Extracted records:
──────────

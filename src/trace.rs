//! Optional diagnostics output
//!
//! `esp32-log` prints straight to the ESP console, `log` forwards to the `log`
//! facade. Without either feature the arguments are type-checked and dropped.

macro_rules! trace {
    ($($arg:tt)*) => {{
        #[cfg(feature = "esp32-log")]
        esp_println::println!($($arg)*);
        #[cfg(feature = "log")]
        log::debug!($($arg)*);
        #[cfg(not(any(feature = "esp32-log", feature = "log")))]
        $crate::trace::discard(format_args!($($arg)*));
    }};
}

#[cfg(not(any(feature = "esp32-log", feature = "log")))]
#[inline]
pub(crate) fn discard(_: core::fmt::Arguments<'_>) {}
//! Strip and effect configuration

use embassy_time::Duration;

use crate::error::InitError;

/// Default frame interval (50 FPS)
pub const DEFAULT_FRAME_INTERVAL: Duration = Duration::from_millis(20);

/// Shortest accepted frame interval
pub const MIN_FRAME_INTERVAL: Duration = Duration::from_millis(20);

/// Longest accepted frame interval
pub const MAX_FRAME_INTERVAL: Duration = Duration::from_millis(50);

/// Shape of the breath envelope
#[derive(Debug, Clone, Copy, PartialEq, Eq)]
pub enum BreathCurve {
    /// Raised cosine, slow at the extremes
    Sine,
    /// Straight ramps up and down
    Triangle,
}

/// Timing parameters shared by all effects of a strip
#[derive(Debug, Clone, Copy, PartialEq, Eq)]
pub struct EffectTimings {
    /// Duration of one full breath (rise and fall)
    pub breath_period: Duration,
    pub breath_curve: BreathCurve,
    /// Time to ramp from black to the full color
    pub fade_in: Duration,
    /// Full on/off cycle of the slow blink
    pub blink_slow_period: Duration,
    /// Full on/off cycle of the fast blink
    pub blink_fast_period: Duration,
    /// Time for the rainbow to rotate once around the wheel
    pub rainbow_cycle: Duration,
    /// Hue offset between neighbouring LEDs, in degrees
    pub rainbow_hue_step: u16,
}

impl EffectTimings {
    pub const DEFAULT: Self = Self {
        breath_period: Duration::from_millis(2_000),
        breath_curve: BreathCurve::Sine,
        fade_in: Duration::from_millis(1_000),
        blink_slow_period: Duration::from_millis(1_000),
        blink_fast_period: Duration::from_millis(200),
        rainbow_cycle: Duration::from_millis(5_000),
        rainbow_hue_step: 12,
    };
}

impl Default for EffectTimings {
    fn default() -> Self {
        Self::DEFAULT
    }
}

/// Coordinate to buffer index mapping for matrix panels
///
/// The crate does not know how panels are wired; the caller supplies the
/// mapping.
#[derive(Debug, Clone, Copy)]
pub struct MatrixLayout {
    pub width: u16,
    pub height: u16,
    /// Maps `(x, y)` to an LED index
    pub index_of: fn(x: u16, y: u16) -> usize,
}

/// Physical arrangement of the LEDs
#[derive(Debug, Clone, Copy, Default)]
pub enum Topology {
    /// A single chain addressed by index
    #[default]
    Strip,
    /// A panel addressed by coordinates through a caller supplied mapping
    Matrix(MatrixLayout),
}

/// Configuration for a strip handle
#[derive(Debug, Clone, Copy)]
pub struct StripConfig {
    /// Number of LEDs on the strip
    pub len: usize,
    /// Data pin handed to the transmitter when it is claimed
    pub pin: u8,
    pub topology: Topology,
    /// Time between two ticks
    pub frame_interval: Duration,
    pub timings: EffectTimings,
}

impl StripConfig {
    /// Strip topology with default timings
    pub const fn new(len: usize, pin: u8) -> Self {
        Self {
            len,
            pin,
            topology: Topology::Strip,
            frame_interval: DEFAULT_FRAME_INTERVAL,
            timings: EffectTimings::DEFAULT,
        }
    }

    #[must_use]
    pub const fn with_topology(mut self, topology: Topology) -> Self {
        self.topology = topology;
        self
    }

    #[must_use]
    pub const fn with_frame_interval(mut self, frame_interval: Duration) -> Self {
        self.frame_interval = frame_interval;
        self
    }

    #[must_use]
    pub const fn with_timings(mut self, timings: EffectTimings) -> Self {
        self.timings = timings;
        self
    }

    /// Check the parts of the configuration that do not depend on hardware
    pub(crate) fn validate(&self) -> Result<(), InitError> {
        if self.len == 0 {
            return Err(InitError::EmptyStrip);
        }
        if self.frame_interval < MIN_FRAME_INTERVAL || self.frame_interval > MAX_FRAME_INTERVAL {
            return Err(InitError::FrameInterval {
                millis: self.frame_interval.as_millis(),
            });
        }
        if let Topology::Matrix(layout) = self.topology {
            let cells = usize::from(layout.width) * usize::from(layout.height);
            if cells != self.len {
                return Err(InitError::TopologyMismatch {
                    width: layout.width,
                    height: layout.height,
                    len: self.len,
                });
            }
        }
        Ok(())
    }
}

──────────

Exercise goal: Extract the whole listing, character for character.

Solution for this task:
filename src/trace.rs
//! Optional diagnostics output
//!
//! `esp32-log` prints straight to the ESP console, `log` forwards to the `log`
//! facade. Without either feature the arguments are type-checked and dropped.

macro_rules! trace {
    ($($arg:tt)*) => {{
        #[cfg(feature = "esp32-log")]
        esp_println::println!($($arg)*);
        #[cfg(feature = "log")]
        log::debug!($($arg)*);
        #[cfg(not(any(feature = "esp32-log", feature = "log")))]
        $crate::trace::discard(format_args!($($arg)*));
    }};
}

#[cfg(not(any(feature = "esp32-log", feature = "log")))]
#[inline]
pub(crate) fn discard(_: core::fmt::Arguments<'_>) {}
//! Strip and effect configuration

use embassy_time::Duration;

use crate::error::InitError;

/// Default frame interval (50 FPS)
pub const DEFAULT_FRAME_INTERVAL: Duration = Duration::from_millis(20);

/// Shortest accepted frame interval
pub const MIN_FRAME_INTERVAL: Duration = Duration::from_millis(20);

/// Longest accepted frame interval
pub const MAX_FRAME_INTERVAL: Duration = Duration::from_millis(50);

/// Shape of the breath envelope
#[derive(Debug, Clone, Copy, PartialEq, Eq)]
pub enum BreathCurve {
    /// Raised cosine, slow at the extremes
    Sine,
    /// Straight ramps up and down
    Triangle,
}

/// Timing parameters shared by all effects of a strip
#[derive(Debug, Clone, Copy, PartialEq, Eq)]
pub struct EffectTimings {
    /// Duration of one full breath (rise and fall)
    pub breath_period: Duration,
    pub breath_curve: BreathCurve,
    /// Time to ramp from black to the full color
    pub fade_in: Duration,
    /// Full on/off cycle of the slow blink
    pub blink_slow_period: Duration,
    /// Full on/off cycle of the fast blink
    pub blink_fast_period: Duration,
    /// Time for the rainbow to rotate once around the wheel
    pub rainbow_cycle: Duration,
    /// Hue offset between neighbouring LEDs, in degrees
    pub rainbow_hue_step: u16,
}

impl EffectTimings {
    pub const DEFAULT: Self = Self {
        breath_period: Duration::from_millis(2_000),
        breath_curve: BreathCurve::Sine,
        fade_in: Duration::from_millis(1_000),
        blink_slow_period: Duration::from_millis(1_000),
        blink_fast_period: Duration::from_millis(200),
        rainbow_cycle: Duration::from_millis(5_000),
        rainbow_hue_step: 12,
    };
}

impl Default for EffectTimings {
    fn default() -> Self {
        Self::DEFAULT
    }
}

/// Coordinate to buffer index mapping for matrix panels
///
/// The crate does not know how panels are wired; the caller supplies the
/// mapping.
#[derive(Debug, Clone, Copy)]
pub struct MatrixLayout {
    pub width: u16,
    pub height: u16,
    /// Maps `(x, y)` to an LED index
    pub index_of: fn(x: u16, y: u16) -> usize,
}

/// Physical arrangement of the LEDs
#[derive(Debug, Clone, Copy, Default)]
pub enum Topology {
    /// A single chain addressed by index
    #[default]
    Strip,
    /// A panel addressed by coordinates through a caller supplied mapping
    Matrix(MatrixLayout),
}

/// Configuration for a strip handle
#[derive(Debug, Clone, Copy)]
pub struct StripConfig {
    /// Number of LEDs on the strip
    pub len: usize,
    /// Data pin handed to the transmitter when it is claimed
    pub pin: u8,
    pub topology: Topology,
    /// Time between two ticks
    pub frame_interval: Duration,
    pub timings: EffectTimings,
}

impl StripConfig {
    /// Strip topology with default timings
    pub const fn new(len: usize, pin: u8) -> Self {
        Self {
            len,
            pin,
            topology: Topology::Strip,
            frame_interval: DEFAULT_FRAME_INTERVAL,
            timings: EffectTimings::DEFAULT,
        }
    }

    #[must_use]
    pub const fn with_topology(mut self, topology: Topology) -> Self {
        self.topology = topology;
        self
    }

    #[must_use]
    pub const fn with_frame_interval(mut self, frame_interval: Duration) -> Self {
        self.frame_interval = frame_interval;
        self
    }

    #[must_use]
    pub const fn with_timings(mut self, timings: EffectTimings) -> Self {
        self.timings = timings;
        self
    }

    /// Check the parts of the configuration that do not depend on hardware
    pub(crate) fn validate(&self) -> Result<(), InitError> {
        if self.len == 0 {
            return Err(InitError::EmptyStrip);
        }
        if self.frame_interval < MIN_FRAME_INTERVAL || self.frame_interval > MAX_FRAME_INTERVAL {
            return Err(InitError::FrameInterval {
                millis: self.frame_interval.as_millis(),
            });
        }
        if let Topology::Matrix(layout) = self.topology {
            let cells = usize::from(layout.width) * usize::from(layout.height);
            if cells != self.len {
                return Err(InitError::TopologyMismatch {
                    width: layout.width,
                    height: layout.height,
                    len: self.len,
                });
            }
        }
        Ok(())
    }
}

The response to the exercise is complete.